- _WHAT YOU ARE ASKED TO DO_
Go through the data below. List every line that holds the word "enum".

Saved entries
//! Input contracts for the stage.
//!
//! The host collects observations between frames (intersection records,
//! the latest scroll position, pointer movement over cards) and passes
//! them into Stage::update() with the frame's dt.

use serde::{Deserialize, Serialize};

use crate::ids::ElementId;

#[derive(Clone, Debug, Serialize, Deserialize, Default)]
pub struct Inputs {
    /// Intersection records in the order the host observed them.
    #[serde(default)]
    pub visibility: Vec<VisibilityEntry>,
    /// Latest scroll state, if the page scrolled since the previous frame.
    #[serde(default)]
    pub scroll: Option<ScrollSample>,
    /// Pointer samples over tilt cards, oldest first.
    #[serde(default)]
    pub pointer: Vec<PointerSample>,
}

/// One intersection record for an observed element.
#[derive(Clone, Copy, Debug, Serialize, Deserialize, PartialEq)]
pub struct VisibilityEntry {
    pub element: ElementId,
    /// Visible fraction of the element in [0, 1].
    pub ratio: f32,
    pub is_intersecting: bool,
}

impl VisibilityEntry {
    pub fn visible(element: ElementId, ratio: f32) -> Self {
        Self {
            element,
            ratio,
            is_intersecting: ratio > 0.0,
        }
    }

    pub fn hidden(element: ElementId) -> Self {
        Self {
            element,
            ratio: 0.0,
            is_intersecting: false,
        }
    }
}

#[derive(Clone, Debug, Serialize, Deserialize, PartialEq, Default)]
pub struct ScrollSample {
    pub scroll_y: f64,
    pub viewport_height: f64,
    /// Bounding-rect tops (viewport coordinates) of sections the stage asked for.
    #[serde(default)]
    pub sections: Vec<SectionTop>,
}

#[derive(Clone, Copy, Debug, Serialize, Deserialize, PartialEq)]
pub struct SectionTop {
    pub element: ElementId,
    pub top: f64,
}

#[derive(Clone, Copy, Debug, Serialize, Deserialize, PartialEq)]
pub struct Rect {
    pub left: f64,
    pub top: f64,
    pub width: f64,
    pub height: f64,
}

#[derive(Clone, Copy, Debug, Serialize, Deserialize, PartialEq)]
pub enum PointerSample {
    Move {
        card: ElementId,
        client_x: f64,
        client_y: f64,
        rect: Rect,
    },
    Leave {
        card: ElementId,
    },
}

impl PointerSample {
    pub fn card(&self) -> ElementId {
        match self {
            PointerSample::Move { card, .. } | PointerSample::Leave { card } => *card,
        }
    }
}
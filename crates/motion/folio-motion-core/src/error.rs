//! Error types for declarative parameters and configuration.

use thiserror::Error;

/// Failure to read an animation parameter from a declarative attribute.
///
/// These never abort setup: the stage logs them and falls back to an empty
/// or zero default for the affected component only.
#[derive(Error, Debug, Clone, PartialEq)]
pub enum ParamError {
    #[error("invalid phrase list `{raw}`: {reason}")]
    InvalidPhrases { raw: String, reason: String },

    #[error("invalid number `{raw}` for {attribute}")]
    InvalidNumber { attribute: &'static str, raw: String },
}

/// Configuration values the stage cannot run with.
#[derive(Error, Debug, Clone, PartialEq)]
pub enum ConfigError {
    #[error("{field} must be within [0, 1], got {value}")]
    ThresholdOutOfRange { field: &'static str, value: f32 },

    #[error("{field} must be positive, got {value}")]
    NonPositive { field: &'static str, value: f64 },

    #[error("{field} must not be negative, got {value}")]
    Negative { field: &'static str, value: f64 },
}
use folio_motion_core::{
    Config, ElementId, Inputs, Outputs, PageLayout, PointerSample, Property, Stage,
};
use serde_json::json;

#[test]
fn layout_parses_from_host_json() {
    let layout: PageLayout = serde_json::from_value(json!({
        "typer": { "element": 0, "phrases": "[\"Analyst\",\"Engineer\"]" },
        "reveals": [1, 2],
        "skill_cards": [
            { "card": 3, "bar": 4, "label": 5, "percent": "80" },
            { "card": 6 }
        ],
        "counters": {
            "section": 7,
            "counters": [{ "element": 8, "target": "120", "text": "0" }]
        },
        "chart": { "container": 9 },
        "back_to_top": 10
    }))
    .unwrap();

    assert_eq!(layout.reveals, vec![ElementId(1), ElementId(2)]);
    assert_eq!(layout.skill_cards[1].bar, None);
    let chart = layout.chart.as_ref().unwrap();
    assert!(chart.spec.is_none());
    assert_eq!(chart.canvas, None);
    assert!(layout.tilt_cards.is_empty());

    let stage = Stage::new(Config::default(), layout).unwrap();
    assert_eq!(stage.skill_card_count(), 1);
    assert_eq!(stage.counter_section(), Some(ElementId(7)));
}

#[test]
fn inputs_parse_with_missing_fields() {
    let inputs: Inputs = serde_json::from_value(json!({})).unwrap();
    assert!(inputs.visibility.is_empty());
    assert!(inputs.scroll.is_none());

    let inputs: Inputs = serde_json::from_value(json!({
        "visibility": [{ "element": 3, "ratio": 0.4, "is_intersecting": true }],
        "scroll": { "scroll_y": 420.0, "viewport_height": 900.0 },
        "pointer": [{ "Leave": { "card": 12 } }]
    }))
    .unwrap();
    assert_eq!(inputs.visibility[0].element, ElementId(3));
    assert!(inputs.scroll.as_ref().unwrap().sections.is_empty());
    assert_eq!(inputs.pointer[0], PointerSample::Leave { card: ElementId(12) });
}

#[test]
fn outputs_serialize_for_the_host() {
    let layout = PageLayout {
        back_to_top: Some(ElementId(2)),
        ..PageLayout::default()
    };
    let mut stage = Stage::new(Config::default(), layout).unwrap();
    let inputs: Inputs = serde_json::from_value(json!({
        "scroll": { "scroll_y": 800.0, "viewport_height": 900.0 }
    }))
    .unwrap();
    let out = stage.update(16.0, inputs);
    assert_eq!(out.changes[0].property, Property::Opacity);

    let v = serde_json::to_value(out).unwrap();
    assert_eq!(
        v,
        json!({
            "changes": [{ "element": 2, "property": "Opacity", "value": "1" }],
            "charts": [],
            "events": []
        })
    );

    let back: Outputs = serde_json::from_value(v).unwrap();
    assert_eq!(back.changes.len(), 1);
}

#[test]
fn config_round_trips_through_json() {
    let cfg: Config = serde_json::from_value(json!({
        "type_delay_ms": 70.0,
        "tilt": { "yaw_deg": -12.0 }
    }))
    .unwrap();
    assert_eq!(cfg.type_delay_ms, 70.0);
    assert_eq!(cfg.tilt.yaw_deg, -12.0);
    assert_eq!(cfg.tilt.pitch_deg, 6.0);
    assert!(cfg.validate().is_ok());
}
//! Handles shared between the stage and its host.

use serde::{Deserialize, Serialize};

/// A page element as the host numbers it; the stage never dereferences it.
#[derive(Copy, Clone, Debug, Eq, PartialEq, Hash, Ord, PartialOrd, Serialize, Deserialize)]
pub struct ElementId(pub u32);

/// One visibility subscription, returned by `VisibilityTrigger::observe`.
#[derive(Copy, Clone, Debug, Eq, PartialEq, Hash, Ord, PartialOrd, Serialize, Deserialize)]
pub struct SubscriptionId(pub u32);

/// Hands out element and subscription handles in registration order.
#[derive(Default, Debug)]
pub struct IdAllocator {
    next_element: u32,
    next_subscription: u32,
}

impl IdAllocator {
    pub fn new() -> Self {
        Self::default()
    }

    pub fn alloc_element(&mut self) -> ElementId {
        let id = ElementId(self.next_element);
        self.next_element = self.next_element.wrapping_add(1);
        id
    }

    pub fn alloc_subscription(&mut self) -> SubscriptionId {
        let id = SubscriptionId(self.next_subscription);
        self.next_subscription = self.next_subscription.wrapping_add(1);
        id
    }
}

#[cfg(test)]
mod tests {
    use super::*;

    #[test]
    fn elements_and_subscriptions_count_separately() {
        let mut ids = IdAllocator::new();
        assert_eq!(ids.alloc_element(), ElementId(0));
        assert_eq!(ids.alloc_subscription(), SubscriptionId(0));
        assert_eq!(ids.alloc_element(), ElementId(1));
        assert_eq!(ids.alloc_subscription(), SubscriptionId(1));
    }
}
//! Core configuration for folio-motion-core.

use serde::{Deserialize, Serialize};

use crate::error::ConfigError;

/// Timing constants and thresholds for every animator the stage wires up.
/// All durations are milliseconds of host time.
#[derive(Clone, Debug, Serialize, Deserialize, PartialEq)]
#[serde(default)]
pub struct Config {
    /// Base delay between typed characters.
    pub type_delay_ms: f64,
    /// Hold time once a phrase is fully typed.
    pub type_pause_ms: f64,
    /// Upper bound (exclusive) of the random delay added to each keystroke.
    pub type_jitter_ms: f64,
    /// Gap between clearing a phrase and typing the next one.
    pub next_phrase_ms: f64,
    /// Seed for the keystroke jitter source.
    pub jitter_seed: u64,

    /// Delay before a progress bar receives its target width.
    pub progress_bar_delay_ms: f64,
    /// Interval of the percentage label counter.
    pub progress_tick_ms: f64,

    /// Number of frames a stat counter takes to reach its target.
    pub counter_speed: f64,
    /// Counters start once the section top is above `viewport_height - offset`.
    pub counter_section_offset_px: f64,

    pub reveal_threshold: f32,
    pub card_threshold: f32,
    pub chart_threshold: f32,

    /// Scroll position past which the back-to-top button is shown.
    pub back_to_top_after_px: f64,

    /// Upper bound on a single frame step; longer gaps (hidden tabs) are truncated.
    pub max_frame_dt_ms: f64,

    pub tilt: TiltConfig,
}

/// Pointer parallax applied to project cards.
#[derive(Clone, Copy, Debug, Serialize, Deserialize, PartialEq)]
#[serde(default)]
pub struct TiltConfig {
    pub lift_px: f64,
    /// Degrees of rotateX per unit of vertical offset from the card centre.
    pub pitch_deg: f64,
    /// Degrees of rotateY per unit of horizontal offset from the card centre.
    pub yaw_deg: f64,
}

impl Default for TiltConfig {
    fn default() -> Self {
        Self {
            lift_px: 6.0,
            pitch_deg: 6.0,
            yaw_deg: -10.0,
        }
    }
}

impl Default for Config {
    fn default() -> Self {
        Self {
            type_delay_ms: 50.0,
            type_pause_ms: 1400.0,
            type_jitter_ms: 60.0,
            next_phrase_ms: 200.0,
            jitter_seed: 0x5eed_f011_0000_0001,
            progress_bar_delay_ms: 150.0,
            progress_tick_ms: 15.0,
            counter_speed: 100.0,
            counter_section_offset_px: 100.0,
            reveal_threshold: 0.12,
            card_threshold: 0.3,
            chart_threshold: 0.3,
            back_to_top_after_px: 400.0,
            max_frame_dt_ms: 250.0,
            tilt: TiltConfig::default(),
        }
    }
}

impl Config {
    /// Reject values that would stall or spin an animator.
    pub fn validate(&self) -> Result<(), ConfigError> {
        for (field, value) in [
            ("reveal_threshold", self.reveal_threshold),
            ("card_threshold", self.card_threshold),
            ("chart_threshold", self.chart_threshold),
        ] {
            if !(0.0..=1.0).contains(&value) {
                return Err(ConfigError::ThresholdOutOfRange { field, value });
            }
        }
        for (field, value) in [
            ("progress_tick_ms", self.progress_tick_ms),
            ("counter_speed", self.counter_speed),
            ("max_frame_dt_ms", self.max_frame_dt_ms),
        ] {
            if !(value.is_finite() && value > 0.0) {
                return Err(ConfigError::NonPositive { field, value });
            }
        }
        for (field, value) in [
            ("type_delay_ms", self.type_delay_ms),
            ("type_pause_ms", self.type_pause_ms),
            ("type_jitter_ms", self.type_jitter_ms),
            ("next_phrase_ms", self.next_phrase_ms),
            ("progress_bar_delay_ms", self.progress_bar_delay_ms),
        ] {
            if !(value.is_finite() && value >= 0.0) {
                return Err(ConfigError::Negative { field, value });
            }
        }
        Ok(())
    }
}
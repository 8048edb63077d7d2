//! Output contracts from the stage.
//!
//! Outputs carry only the presentation changes for this frame, keyed by
//! ElementId, plus chart render requests and a separate list of semantic
//! events. Adapters apply changes to the host and may forward events.

use serde::{Deserialize, Serialize};

use crate::chart::ChartSpec;
use crate::ids::{ElementId, SubscriptionId};

/// Which presentation property of an element a change targets.
#[derive(Clone, Copy, Debug, Serialize, Deserialize, PartialEq, Eq, Hash)]
pub enum Property {
    Text,
    /// Inline `width` style, e.g. `"75%"`.
    Width,
    /// Inline `opacity` style.
    Opacity,
    /// Inline `transform` style; empty string clears it.
    Transform,
    /// Add a CSS class (value is the class name).
    AddClass,
}

/// One changed element property this frame.
#[derive(Clone, Debug, Serialize, Deserialize, PartialEq)]
pub struct Change {
    pub element: ElementId,
    pub property: Property,
    pub value: String,
}

impl Change {
    pub fn text(element: ElementId, value: impl Into<String>) -> Self {
        Self {
            element,
            property: Property::Text,
            value: value.into(),
        }
    }

    pub fn width(element: ElementId, value: impl Into<String>) -> Self {
        Self {
            element,
            property: Property::Width,
            value: value.into(),
        }
    }
}

/// A request to draw a chart into a container, issued at most once per container.
#[derive(Clone, Debug, Serialize, Deserialize, PartialEq)]
pub struct ChartRender {
    /// Element whose visibility triggered the render.
    pub container: ElementId,
    /// Drawing surface handed to the charting library.
    pub canvas: ElementId,
    pub spec: ChartSpec,
}

#[derive(Clone, Copy, Debug, Serialize, Deserialize, PartialEq, Eq)]
pub enum AnimationKind {
    Typer,
    Reveal,
    Progress,
    Counter,
    Chart,
}

/// Discrete semantic signals emitted during stepping.
#[derive(Clone, Debug, Serialize, Deserialize, PartialEq)]
#[non_exhaustive]
pub enum CoreEvent {
    TriggerFired {
        subscription: SubscriptionId,
        element: ElementId,
    },
    /// No subscription watches this element any more; the host may stop observing it.
    Unobserved {
        element: ElementId,
    },
    AnimationStarted {
        element: ElementId,
        kind: AnimationKind,
    },
    AnimationCompleted {
        element: ElementId,
        kind: AnimationKind,
    },
    PhraseTyped {
        element: ElementId,
        phrase: usize,
    },
}

/// Outputs returned by Stage::update().
#[derive(Clone, Debug, Default, Serialize, Deserialize)]
pub struct Outputs {
    #[serde(default)]
    pub changes: Vec<Change>,
    #[serde(default)]
    pub charts: Vec<ChartRender>,
    #[serde(default)]
    pub events: Vec<CoreEvent>,
}

impl Outputs {
    #[inline]
    pub fn clear(&mut self) {
        self.changes.clear();
        self.charts.clear();
        self.events.clear();
    }

    #[inline]
    pub fn push_change(&mut self, change: Change) {
        self.changes.push(change);
    }

    #[inline]
    pub fn push_event(&mut self, event: CoreEvent) {
        self.events.push(event);
    }

    #[inline]
    pub fn is_empty(&self) -> bool {
        self.changes.is_empty() && self.charts.is_empty() && self.events.is_empty()
    }

    /// Last value written to `property` of `element` this frame.
    pub fn last_value(&self, element: ElementId, property: Property) -> Option<&str> {
        self.changes
            .iter()
            .rev()
            .find(|c| c.element == element && c.property == property)
            .map(|c| c.value.as_str())
    }
}
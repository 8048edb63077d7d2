//! Parsers for declarative animation attributes (`data-phrases`,
//! `data-percent`, `data-target`).
//!
//! Attribute values arrive as raw strings (or absent). Absent values map to
//! the empty/zero default; malformed values are reported as [`ParamError`]
//! so the caller can log and fall back.

use crate::error::ParamError;

/// Parse a JSON-encoded array of strings. Absent or blank input is an empty list.
pub fn parse_phrases(raw: Option<&str>) -> Result<Vec<String>, ParamError> {
    let raw = match raw.map(str::trim) {
        None | Some("") => return Ok(Vec::new()),
        Some(s) => s,
    };
    serde_json::from_str::<Vec<String>>(raw).map_err(|e| ParamError::InvalidPhrases {
        raw: raw.to_string(),
        reason: e.to_string(),
    })
}

/// Parse a progress target. Leading integer digits are taken (so `"75%"` is 75)
/// and the result is clamped into [0, 100]. Absent input is 0.
pub fn parse_percent(raw: Option<&str>) -> Result<u8, ParamError> {
    let Some(raw) = raw else {
        return Ok(0);
    };
    let value = leading_int(raw).ok_or_else(|| ParamError::InvalidNumber {
        attribute: "data-percent",
        raw: raw.to_string(),
    })?;
    Ok(value.clamp(0, 100) as u8)
}

/// Parse a counter target. The whole (trimmed) value must be a non-negative
/// integer; blank or absent input is 0.
pub fn parse_counter_target(raw: Option<&str>) -> Result<u64, ParamError> {
    let trimmed = raw.map(str::trim).unwrap_or("");
    if trimmed.is_empty() {
        return Ok(0);
    }
    let invalid = || ParamError::InvalidNumber {
        attribute: "data-target",
        raw: trimmed.to_string(),
    };
    if let Ok(n) = trimmed.parse::<u64>() {
        return Ok(n);
    }
    // Accept integral float spellings such as "120.0" or "1e3".
    let f: f64 = trimmed.parse().map_err(|_| invalid())?;
    if f.is_finite() && f >= 0.0 && f.fract() == 0.0 && f <= u64::MAX as f64 {
        Ok(f as u64)
    } else {
        Err(invalid())
    }
}

/// Whether a counter's initial text carries a percent sign that must survive animation.
pub fn has_percent_suffix(text: &str) -> bool {
    text.contains('%')
}

/// Optional sign followed by ASCII digits, after leading whitespace. Trailing text is ignored.
fn leading_int(raw: &str) -> Option<i64> {
    let s = raw.trim_start();
    let (negative, digits) = match s.as_bytes().first() {
        Some(b'-') => (true, &s[1..]),
        Some(b'+') => (false, &s[1..]),
        _ => (false, s),
    };
    let end = digits
        .bytes()
        .position(|b| !b.is_ascii_digit())
        .unwrap_or(digits.len());
    if end == 0 {
        return None;
    }
    // Saturate absurdly long digit runs; the caller clamps anyway.
    let magnitude = digits[..end].parse::<i64>().unwrap_or(i64::MAX);
    Some(if negative { -magnitude } else { magnitude })
}

#[cfg(test)]
mod tests {
    use super::*;

    #[test]
    fn phrases_default_to_empty() {
        assert_eq!(parse_phrases(None), Ok(vec![]));
        assert_eq!(parse_phrases(Some("   ")), Ok(vec![]));
        assert_eq!(
            parse_phrases(Some(r#"["Analyst", "Engineer"]"#)).unwrap(),
            vec!["Analyst".to_string(), "Engineer".to_string()]
        );
    }

    #[test]
    fn phrases_reject_malformed_json() {
        assert!(matches!(
            parse_phrases(Some("['single quotes']")),
            Err(ParamError::InvalidPhrases { .. })
        ));
        assert!(parse_phrases(Some("[1, 2]")).is_err());
    }

    #[test]
    fn percent_takes_leading_digits_and_clamps() {
        assert_eq!(parse_percent(Some("75")), Ok(75));
        assert_eq!(parse_percent(Some(" 75%")), Ok(75));
        assert_eq!(parse_percent(Some("140")), Ok(100));
        assert_eq!(parse_percent(Some("-5")), Ok(0));
        assert_eq!(parse_percent(None), Ok(0));
        assert!(parse_percent(Some("abc")).is_err());
        assert!(parse_percent(Some("")).is_err());
    }

    #[test]
    fn counter_target_requires_whole_number() {
        assert_eq!(parse_counter_target(Some("120")), Ok(120));
        assert_eq!(parse_counter_target(Some(" 15 ")), Ok(15));
        assert_eq!(parse_counter_target(Some("1e3")), Ok(1000));
        assert_eq!(parse_counter_target(None), Ok(0));
        assert_eq!(parse_counter_target(Some("")), Ok(0));
        assert!(parse_counter_target(Some("12px")).is_err());
        assert!(parse_counter_target(Some("4.5")).is_err());
        assert!(parse_counter_target(Some("-3")).is_err());
    }

    #[test]
    fn suffix_detection() {
        assert!(has_percent_suffix("0%"));
        assert!(!has_percent_suffix("0"));
    }
}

- _COMPLETED EXERCISE_
pub enum PointerSample {
pub enum ParamError {
pub enum ConfigError {
pub enum Property {
pub enum AnimationKind {
pub enum CoreEvent {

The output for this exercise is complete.